V. ПЕРЕСЕЛЕНЧЕСКОЕ ДЕЛО В ТЮМЕНИ
Переселенческая станция, конечно, была первым местом, которое я посетил по приезде в Тюмень. Да и во все короткое время пребывания в Тюмени мне невозможно было уделить даже и малую часть времени, чтобы познакомиться собственно с Тюменью. Не мог я, конечно, не заметить, как хорошо место, где расположен этот город, как удивительно хороши берега и самая река Тура; но не мог не пожалеть, что тюменский обыватель не сумел сберечь для себя этого великолепного изгиба высокого берега, хотя бы для своего отдохновения, для прогулки; ведь вид-то какой! Тюменский обыватель устроил с этим берегом совершенно неблагообразные вещи; пройти по нем с одного конца до другого невозможно; можно видеть его только тогда, когда улица упрется в самый берег; а там, где она уперлась и где вы подумали, что, наконец, можете идти направо или налево по берегу, там, под углом к этому берегу, начинается новая улица, вправо или влево, застроенная домами, за которыми опять не видно берега. Кроме сожаления о пропаже этого чудного вида на простор долины за р. Турой, пожалел я и о самой Туре.

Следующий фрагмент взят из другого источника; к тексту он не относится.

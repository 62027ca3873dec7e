//! Projected map-plane point and size

use serde::{Deserialize, Serialize};

use crate::projection;
use crate::value_objects::Coordinate;

/// A point on the projected map plane
///
/// The world spans the unit square; `x` grows eastward, `y` southward.
#[derive(Debug, Clone, Copy, PartialEq, Default, Serialize, Deserialize)]
pub struct MapPoint {
    /// Horizontal position
    pub x: f64,
    /// Vertical position
    pub y: f64,
}

impl MapPoint {
    /// Create a new map point
    #[must_use]
    pub const fn new(x: f64, y: f64) -> Self {
        Self { x, y }
    }

    /// Convert back to geographic space
    ///
    /// `x` is not wrapped, so points east of the unit square yield
    /// longitudes greater than 180.
    #[must_use]
    pub fn to_coordinate(&self) -> Coordinate {
        Coordinate::new(
            projection::y_to_latitude(self.y),
            projection::x_to_longitude(self.x),
        )
    }

    /// Compare with an absolute tolerance in map units
    #[must_use]
    pub fn approx_eq(&self, other: &Self, epsilon: f64) -> bool {
        (self.x - other.x).abs() <= epsilon && (self.y - other.y).abs() <= epsilon
    }
}

/// A size on the projected map plane
#[derive(Debug, Clone, Copy, PartialEq, Default, Serialize, Deserialize)]
pub struct MapSize {
    /// Extent along the x axis
    pub width: f64,
    /// Extent along the y axis
    pub height: f64,
}

impl MapSize {
    /// Create a new map size
    #[must_use]
    pub const fn new(width: f64, height: f64) -> Self {
        Self { width, height }
    }

    /// Compare with an absolute tolerance in map units
    #[must_use]
    pub fn approx_eq(&self, other: &Self, epsilon: f64) -> bool {
        (self.width - other.width).abs() <= epsilon
            && (self.height - other.height).abs() <= epsilon
    }
}
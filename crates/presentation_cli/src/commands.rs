//! Command implementations
//!
//! The query objects deliver through callbacks; each command bridges its
//! callback into a oneshot channel and renders the outcome as JSON.

use anyhow::Context;
use application::ApplicationError;
use application::services::{
    AutocompleteResultHandler, GeocoderLookupOptions, GeocoderReverseLookupOptions,
    SearchLookupOptions, SearchResultHandler,
};
use domain::entities::{DirectionsRequest, RouteEndpoint};
use domain::projection;
use domain::value_objects::{Coordinate, TransportType};
use infrastructure::MapServices;
use serde::Serialize;
use serde_json::{Value, json};
use tokio::sync::oneshot;

/// Parse `"lat,lon"` into a validated coordinate
pub fn parse_coordinate(input: &str) -> Result<Coordinate, String> {
    let (lat, lon) = input
        .split_once(',')
        .ok_or_else(|| format!("expected \"lat,lon\", got \"{input}\""))?;
    let latitude: f64 = lat
        .trim()
        .parse()
        .map_err(|e| format!("invalid latitude \"{lat}\": {e}"))?;
    let longitude: f64 = lon
        .trim()
        .parse()
        .map_err(|e| format!("invalid longitude \"{lon}\": {e}"))?;
    Coordinate::validated(latitude, longitude).map_err(|e| e.to_string())
}

/// A route endpoint from free text; `"lat,lon"` becomes a coordinate
pub fn parse_endpoint(input: &str) -> RouteEndpoint {
    parse_coordinate(input).map_or_else(|_| RouteEndpoint::from(input), RouteEndpoint::from)
}

/// Build a directions request from command arguments
pub fn directions_request(
    origin: &str,
    destination: &str,
    transport: TransportType,
    alternates: bool,
) -> DirectionsRequest {
    let request = DirectionsRequest::new(parse_endpoint(origin), parse_endpoint(destination))
        .with_transport_type(transport);
    if alternates {
        request.with_alternate_routes()
    } else {
        request
    }
}

type Outcome<T> = Result<T, ApplicationError>;

/// Sender half wrapped as a callback
fn deliver<T: Send + 'static>(tx: oneshot::Sender<Outcome<T>>) -> impl FnOnce(Outcome<T>) + Send {
    move |result| {
        let _ = tx.send(result);
    }
}

async fn render<T: Serialize>(rx: oneshot::Receiver<Outcome<T>>) -> anyhow::Result<Value> {
    let response = rx.await.context("request dropped without result")??;
    Ok(serde_json::to_value(response)?)
}

pub async fn geocode(
    services: &MapServices,
    query: &str,
    near: Option<Coordinate>,
    countries: Vec<String>,
) -> anyhow::Result<Value> {
    let (tx, rx) = oneshot::channel();
    let options = GeocoderLookupOptions {
        coordinate: near,
        limit_to_countries: countries,
        ..GeocoderLookupOptions::default()
    };
    services.geocoder.lookup(query, deliver(tx), options);
    render(rx).await
}

pub async fn reverse(services: &MapServices, coordinate: Coordinate) -> anyhow::Result<Value> {
    let (tx, rx) = oneshot::channel();
    services
        .geocoder
        .reverse_lookup(coordinate, deliver(tx), GeocoderReverseLookupOptions::default());
    render(rx).await
}

fn lookup_options(near: Option<Coordinate>) -> SearchLookupOptions {
    SearchLookupOptions {
        coordinate: near,
        ..SearchLookupOptions::default()
    }
}

pub async fn search(
    services: &MapServices,
    query: &str,
    near: Option<Coordinate>,
) -> anyhow::Result<Value> {
    let (tx, rx) = oneshot::channel();
    services.search.search(
        query,
        SearchResultHandler::callback(deliver(tx)),
        lookup_options(near),
    );
    render(rx).await
}

pub async fn autocomplete(
    services: &MapServices,
    query: &str,
    near: Option<Coordinate>,
) -> anyhow::Result<Value> {
    let (tx, rx) = oneshot::channel();
    services.search.autocomplete(
        query,
        AutocompleteResultHandler::callback(deliver(tx)),
        lookup_options(near),
    );
    render(rx).await
}

pub async fn directions(services: &MapServices, request: DirectionsRequest) -> anyhow::Result<Value> {
    let (tx, rx) = oneshot::channel();
    services.directions.route(request, deliver(tx));
    render(rx).await
}

/// Map point and scale of a position
pub fn project(coordinate: Coordinate) -> Value {
    let point = coordinate.to_map_point();
    json!({
        "coordinate": coordinate,
        "mapPoint": point,
        "metersPerMapUnit": projection::meters_per_map_unit(coordinate.latitude()),
    })
}
//! Retry with exponential backoff for engine calls
//!
//! Query objects never retry; the engine adapters do, driven by each error's
//! `is_retryable`. Delays grow exponentially up to a cap and carry random
//! jitter so that concurrent callers spread out.
//!
//! # Example
//!
//! ```rust,ignore
//! use infrastructure::retry::{RetryConfig, retry};
//!
//! let response = retry(&RetryConfig::default(), || client.geocode(&token, &params)).await?;
//! ```

use std::future::Future;
use std::time::{Duration, Instant};

use integration_mapkit::MapKitError;
use rand::Rng;
use serde::{Deserialize, Serialize};
use tracing::{debug, warn};

/// Backoff parameters
#[derive(Debug, Clone, PartialEq, Serialize, Deserialize)]
pub struct RetryConfig {
    /// Delay before the first retry in milliseconds
    #[serde(default = "default_initial_delay")]
    pub initial_delay_ms: u64,

    /// Upper bound for a single delay in milliseconds
    #[serde(default = "default_max_delay")]
    pub max_delay_ms: u64,

    /// Growth factor between consecutive delays
    #[serde(default = "default_multiplier")]
    pub multiplier: f64,

    /// Retries after the first attempt; 0 disables retrying
    #[serde(default = "default_max_retries")]
    pub max_retries: u32,

    /// Randomise each delay by up to `jitter_factor`
    #[serde(default = "default_true")]
    pub jitter_enabled: bool,

    /// Relative jitter range (0.0 to 1.0)
    #[serde(default = "default_jitter_factor")]
    pub jitter_factor: f64,
}

const fn default_initial_delay() -> u64 {
    100
}

const fn default_max_delay() -> u64 {
    5_000
}

const fn default_multiplier() -> f64 {
    2.0
}

const fn default_max_retries() -> u32 {
    2
}

const fn default_true() -> bool {
    true
}

const fn default_jitter_factor() -> f64 {
    0.1
}

impl Default for RetryConfig {
    fn default() -> Self {
        Self {
            initial_delay_ms: default_initial_delay(),
            max_delay_ms: default_max_delay(),
            multiplier: default_multiplier(),
            max_retries: default_max_retries(),
            jitter_enabled: default_true(),
            jitter_factor: default_jitter_factor(),
        }
    }
}

impl RetryConfig {
    /// Create a configuration with jitter enabled
    #[must_use]
    pub const fn new(
        initial_delay_ms: u64,
        max_delay_ms: u64,
        multiplier: f64,
        max_retries: u32,
    ) -> Self {
        Self {
            initial_delay_ms,
            max_delay_ms,
            multiplier,
            max_retries,
            jitter_enabled: true,
            jitter_factor: default_jitter_factor(),
        }
    }

    /// A single attempt, never retried
    #[must_use]
    pub const fn disabled() -> Self {
        Self::new(0, 0, 1.0, 0)
    }

    /// Turn jitter off
    #[must_use]
    pub const fn without_jitter(mut self) -> Self {
        self.jitter_enabled = false;
        self
    }

    /// Delay before retry number `attempt` (0-indexed)
    #[must_use]
    #[allow(
        clippy::cast_precision_loss,
        clippy::cast_possible_wrap,
        clippy::cast_sign_loss,
        clippy::cast_possible_truncation
    )]
    pub fn delay_for_attempt(&self, attempt: u32) -> Duration {
        let exponent = i32::try_from(attempt).unwrap_or(i32::MAX);
        let base = (self.initial_delay_ms as f64) * self.multiplier.powi(exponent);
        let capped = base.min(self.max_delay_ms as f64);

        let delay = if self.jitter_enabled && capped > 0.0 {
            let range = capped * self.jitter_factor.clamp(0.0, 1.0);
            (capped + rand::rng().random_range(-range..=range)).max(0.0)
        } else {
            capped
        };

        Duration::from_millis(delay as u64)
    }
}

/// Errors that know whether asking again may help
pub trait Retryable {
    /// Returns true if this error is retryable
    fn is_retryable(&self) -> bool;
}

impl Retryable for MapKitError {
    fn is_retryable(&self) -> bool {
        Self::is_retryable(self)
    }
}

/// Outcome of a retried operation
#[derive(Debug)]
pub struct RetryResult<T, E> {
    /// Final result
    pub result: Result<T, E>,
    /// Attempts made, 1 when the first attempt decided
    pub attempts: u32,
    /// Time spent including delays
    pub total_duration: Duration,
}

impl<T, E> RetryResult<T, E> {
    /// Whether the operation eventually succeeded
    #[must_use]
    pub const fn is_ok(&self) -> bool {
        self.result.is_ok()
    }

    /// Discard the metadata
    pub fn into_result(self) -> Result<T, E> {
        self.result
    }
}

/// Run `operation` until it succeeds, fails permanently or runs out of retries
pub async fn with_retry<F, Fut, T, E>(config: &RetryConfig, mut operation: F) -> RetryResult<T, E>
where
    F: FnMut() -> Fut,
    Fut: Future<Output = Result<T, E>>,
    E: Retryable + std::fmt::Display,
{
    let start = Instant::now();
    let mut attempts = 0u32;

    loop {
        attempts += 1;
        let err = match operation().await {
            Ok(value) => {
                if attempts > 1 {
                    debug!(attempts, "Operation succeeded after retries");
                }
                return RetryResult {
                    result: Ok(value),
                    attempts,
                    total_duration: start.elapsed(),
                };
            },
            Err(err) => err,
        };

        let retry_index = attempts - 1;
        if !err.is_retryable() || retry_index >= config.max_retries {
            if err.is_retryable() {
                warn!(attempts, error = %err, "Operation failed after max retries");
            } else {
                debug!(attempts, error = %err, "Operation failed with non-retryable error");
            }
            return RetryResult {
                result: Err(err),
                attempts,
                total_duration: start.elapsed(),
            };
        }

        let delay = config.delay_for_attempt(retry_index);
        warn!(
            attempt = attempts,
            max_retries = config.max_retries,
            delay_ms = u64::try_from(delay.as_millis()).unwrap_or(u64::MAX),
            error = %err,
            "Operation failed, retrying"
        );
        tokio::time::sleep(delay).await;
    }
}

/// [`with_retry`] without the metadata
pub async fn retry<F, Fut, T, E>(config: &RetryConfig, operation: F) -> Result<T, E>
where
    F: FnMut() -> Fut,
    Fut: Future<Output = Result<T, E>>,
    E: Retryable + std::fmt::Display,
{
    with_retry(config, operation).await.into_result()
}

#[cfg(test)]
mod tests {
    use std::sync::Arc;
    use std::sync::atomic::{AtomicU32, Ordering};

    use super::*;

    fn fast() -> RetryConfig {
        RetryConfig::new(1, 5, 2.0, 3).without_jitter()
    }

    #[test]
    fn delays_grow_and_cap() {
        let config = RetryConfig::new(100, 300, 2.0, 5).without_jitter();
        assert_eq!(config.delay_for_attempt(0).as_millis(), 100);
        assert_eq!(config.delay_for_attempt(1).as_millis(), 200);
        assert_eq!(config.delay_for_attempt(2).as_millis(), 300);
        assert_eq!(config.delay_for_attempt(40).as_millis(), 300);
    }

    #[test]
    fn jitter_stays_in_range() {
        let config = RetryConfig::new(1000, 10_000, 2.0, 3);
        for _ in 0..50 {
            let ms = config.delay_for_attempt(0).as_millis();
            assert!((900..=1100).contains(&ms), "{ms}");
        }
    }

    #[test]
    fn config_deserializes_with_defaults() {
        let config: RetryConfig = serde_json::from_str(r#"{"max_retries": 5}"#).unwrap();
        assert_eq!(config.max_retries, 5);
        assert_eq!(config.initial_delay_ms, 100);
        assert!(config.jitter_enabled);
    }

    proptest::proptest! {
        #[test]
        fn delay_never_exceeds_cap_plus_jitter(
            initial in 0u64..2_000,
            max in 0u64..10_000,
            multiplier in 1.0f64..4.0,
            attempt in 0u32..64,
        ) {
            let config = RetryConfig::new(initial, max, multiplier, 3);
            let ms = config.delay_for_attempt(attempt).as_millis();
            let bound = u128::from(max) + u128::from(max) / 10 + 1;
            proptest::prop_assert!(ms <= bound, "{ms} > {bound}");
        }

        #[test]
        fn delays_without_jitter_are_monotonic(
            initial in 1u64..1_000,
            multiplier in 1.0f64..3.0,
            attempt in 0u32..20,
        ) {
            let config = RetryConfig::new(initial, 60_000, multiplier, 3).without_jitter();
            proptest::prop_assert!(
                config.delay_for_attempt(attempt) <= config.delay_for_attempt(attempt + 1)
            );
        }
    }

    #[tokio::test]
    async fn retries_transient_map_errors() {
        let calls = Arc::new(AtomicU32::new(0));
        let counter = Arc::clone(&calls);

        let outcome = with_retry(&fast(), || {
            let counter = Arc::clone(&counter);
            async move {
                if counter.fetch_add(1, Ordering::SeqCst) < 2 {
                    Err(MapKitError::ServiceUnavailable("HTTP 503".into()))
                } else {
                    Ok("ok")
                }
            }
        })
        .await;

        assert!(outcome.is_ok());
        assert_eq!(outcome.attempts, 3);
    }

    #[tokio::test]
    async fn permanent_errors_stop_immediately() {
        let calls = Arc::new(AtomicU32::new(0));
        let counter = Arc::clone(&calls);

        let result: Result<(), _> = retry(&fast(), || {
            counter.fetch_add(1, Ordering::SeqCst);
            async { Err(MapKitError::Unauthorized("HTTP 401".into())) }
        })
        .await;

        assert!(matches!(result, Err(MapKitError::Unauthorized(_))));
        assert_eq!(calls.load(Ordering::SeqCst), 1);
    }

    #[tokio::test]
    async fn gives_up_after_max_retries() {
        let outcome: RetryResult<(), _> = with_retry(&fast(), || async {
            Err(MapKitError::Timeout { timeout_secs: 1 })
        })
        .await;

        assert!(!outcome.is_ok());
        assert_eq!(outcome.attempts, 4);
    }

    #[tokio::test]
    async fn disabled_makes_one_attempt() {
        let outcome: RetryResult<(), _> = with_retry(&RetryConfig::disabled(), || async {
            Err(MapKitError::RateLimitExceeded { retry_after_secs: None })
        })
        .await;
        assert_eq!(outcome.attempts, 1);
    }
}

— Что это, как будто чем-то пахнет? — спросил я сторожа в купальне.
— Это еще слава богу! Сегодня воскресенье, заводы не работают; а как в будни, да пустят они свою грязь, так чисто дохнуть невозможно!
Как раз против купален расположились кожевенные заводы, специальное дело Тюмени. При более подробном разговоре об этом деле оказывается, что "ничего невозможно поделать", ни купальню перенести, ни заводов.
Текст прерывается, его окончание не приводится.